■ **Your instructions**: Word for word, transcribe the data below from the line with "use tracing::debug;" to the line with "while the customer", keeping both of those lines.

■ **Dataset extract**:
· · ·

//! Traffic-per-customer sensitivity estimated from the historical series.

use crate::core::TimeSeries;
use crate::utils::stats::finite_mean;
use std::fmt;
use tracing::debug;

/// Number of observations averaged at each end of the series.
pub const DEFAULT_SENSITIVITY_WINDOW: usize = 14;

/// Traffic units attributable to one customer.
///
/// Zero means there was not enough signal to estimate a sensitivity. A
/// negative value means traffic historically rose while the customer
/// count rose (or fell while it fell).
#[derive(Debug, Clone, Copy, PartialEq, PartialOrd, Default)]
pub struct SensitivityCoefficient(f64);

impl SensitivityCoefficient {
    pub const ZERO: Self = Self(0.0);

    pub fn new(value: f64) -> Self {
        Self(value)
    }

    pub fn value(self) -> f64 {
        self.0
    }

    pub fn is_zero(self) -> bool {
        self.0 == 0.0
    }
}

impl fmt::Display for SensitivityCoefficient {
    fn fmt(&self, f: &mut fmt::Formatter<'_>) -> fmt::Result {
        write!(f, "{:.6}", self.0)
    }
}

/// Estimate the sensitivity coefficient.
///
/// `(mean(first window) - mean(last window)) / historical_customer_change`,
/// where each mean skips missing values and each window shrinks to the
/// series length when the series is shorter than `window`.
///
/// Resolves to zero when `historical_customer_change` is zero or either
/// window has no finite value.
pub fn estimate_sensitivity(
    series: &TimeSeries,
    historical_customer_change: f64,
    window: usize,
) -> SensitivityCoefficient {
    let head = finite_mean(series.head(window));
    let tail = finite_mean(series.tail(window));
    debug!(?head, ?tail, window, "sensitivity window means");

    let (Some(head), Some(tail)) = (head, tail) else {
        return SensitivityCoefficient::ZERO;
    };
    if historical_customer_change == 0.0 {
        return SensitivityCoefficient::ZERO;
    }

    SensitivityCoefficient((head - tail) / historical_customer_change)
}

· · ·

■ **Result for this exercise**:
use tracing::debug;

/// Number of observations averaged at each end of the series.
pub const DEFAULT_SENSITIVITY_WINDOW: usize = 14;

/// Traffic units attributable to one customer.
///
/// Zero means there was not enough signal to estimate a sensitivity. A
/// negative value means traffic historically rose while the customer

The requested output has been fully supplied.